SUPPLIED INFORMATION =
+ + +
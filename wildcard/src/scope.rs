use crate::{PermissionParseError, WildcardPermission};
use serde::{Deserialize, Serialize};
use std::fmt;

/// The permission scope carried by an access token.
///
/// An ordered, set-semantics collection of permission strings. Membership,
/// not order, carries meaning for matching; the insertion order is only kept
/// so a scope renders the way it was declared. An empty scope means "no
/// restriction": the token carries the subject's full authorization.
#[derive(Debug, Clone, Default, PartialEq, Eq, Serialize, Deserialize)]
#[serde(transparent)]
pub struct Scope {
    entries: Vec<String>,
}

impl Scope {
    /// The unrestricted scope.
    pub fn empty() -> Self {
        Self::default()
    }

    /// Builds a scope from permission strings, dropping duplicates while
    /// keeping first-seen order.
    pub fn new<I, S>(values: I) -> Self
    where
        I: IntoIterator<Item = S>,
        S: Into<String>,
    {
        let mut entries: Vec<String> = Vec::new();
        for value in values {
            let value = value.into();
            if !entries.contains(&value) {
                entries.push(value);
            }
        }
        Self { entries }
    }

    pub fn is_empty(&self) -> bool {
        self.entries.is_empty()
    }

    pub fn len(&self) -> usize {
        self.entries.len()
    }

    pub fn contains(&self, value: &str) -> bool {
        self.entries.iter().any(|entry| entry == value)
    }

    pub fn iter(&self) -> impl Iterator<Item = &str> {
        self.entries.iter().map(String::as_str)
    }

    /// Parses every entry into a [`WildcardPermission`].
    pub fn permissions(&self) -> Result<Vec<WildcardPermission>, PermissionParseError> {
        self.entries
            .iter()
            .map(|entry| WildcardPermission::parse(entry))
            .collect()
    }

    /// Limits a single subject permission against this scope: the set of all
    /// non-empty [`WildcardPermission::limit`] results. Scope entries without
    /// a match simply drop out; an empty scope imposes no restriction.
    pub fn limit(
        &self,
        permission: &WildcardPermission,
    ) -> Result<Vec<WildcardPermission>, PermissionParseError> {
        if self.is_empty() {
            return Ok(vec![permission.clone()]);
        }
        let mut limited = Vec::new();
        for entry in self.permissions()? {
            if let Some(result) = permission.limit(&entry) {
                if !limited.contains(&result) {
                    limited.push(result);
                }
            }
        }
        Ok(limited)
    }
}

impl<S: Into<String>> FromIterator<S> for Scope {
    fn from_iter<I: IntoIterator<Item = S>>(iter: I) -> Self {
        Self::new(iter)
    }
}

impl fmt::Display for Scope {
    fn fmt(&self, f: &mut fmt::Formatter<'_>) -> fmt::Result {
        write!(f, "[")?;
        for (index, entry) in self.entries.iter().enumerate() {
            if index > 0 {
                write!(f, ", ")?;
            }
            write!(f, "\"{}\"", entry)?;
        }
        write!(f, "]")
    }
}

#[cfg(test)]
mod tests {
    use super::*;

    #[test]
    fn test_deduplicates_and_keeps_order() {
        let scope = Scope::new(["repository:read:42", "user:list", "repository:read:42"]);
        assert_eq!(scope.len(), 2);
        assert_eq!(
            scope.iter().collect::<Vec<_>>(),
            vec!["repository:read:42", "user:list"]
        );
    }

    #[test]
    fn test_display() {
        let scope = Scope::new(["repo:*"]);
        assert_eq!(scope.to_string(), "[\"repo:*\"]");
        assert_eq!(Scope::empty().to_string(), "[]");
    }

    #[test]
    fn test_empty_scope_imposes_no_restriction() {
        let permission = WildcardPermission::parse("repository:read,write:42").unwrap();
        let limited = Scope::empty().limit(&permission).unwrap();
        assert_eq!(limited, vec![permission]);
    }

    #[test]
    fn test_limit_drops_entries_without_match() {
        let permission = WildcardPermission::parse("repository:read,write:42").unwrap();
        let scope = Scope::new(["repository:*:42", "repository:read:99", "user:*:*"]);
        let limited = scope.limit(&permission).unwrap();
        assert_eq!(
            limited,
            vec![WildcardPermission::parse("repository:read,write:42").unwrap()]
        );
    }

    #[test]
    fn test_serde_transparent() {
        let scope = Scope::new(["repository:read:42"]);
        let json = serde_json::to_string(&scope).expect("should serialize");
        assert_eq!(json, "[\"repository:read:42\"]");
        let parsed: Scope = serde_json::from_str(&json).expect("should deserialize");
        assert_eq!(parsed, scope);
    }
}
use super::AccessTokenClaims;
use crate::context::RequestContext;
use crate::errors::AuthError;

/// Post-decode claim validation, run after signature and expiration checks.
///
/// Validators form a closed, ordered chain fixed at startup; the first
/// failure aborts verification with [`AuthError::ClaimsInvalid`].
pub trait TokenClaimsValidator: Send + Sync {
    fn validate(&self, claims: &AccessTokenClaims, context: &RequestContext)
        -> Result<(), AuthError>;
}

/// Runs a validator chain in order.
pub(crate) fn run_chain(
    validators: &[Box<dyn TokenClaimsValidator>],
    claims: &AccessTokenClaims,
    context: &RequestContext,
) -> Result<(), AuthError> {
    for validator in validators {
        validator.validate(claims, context)?;
    }
    Ok(())
}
+ + +
EXERCISE DETAILS = The lines to show are those in the data above that include "TokenClaimsValidator".

RESPONSE AREA =
pub trait TokenClaimsValidator: Send + Sync {
    validators: &[Box<dyn TokenClaimsValidator>],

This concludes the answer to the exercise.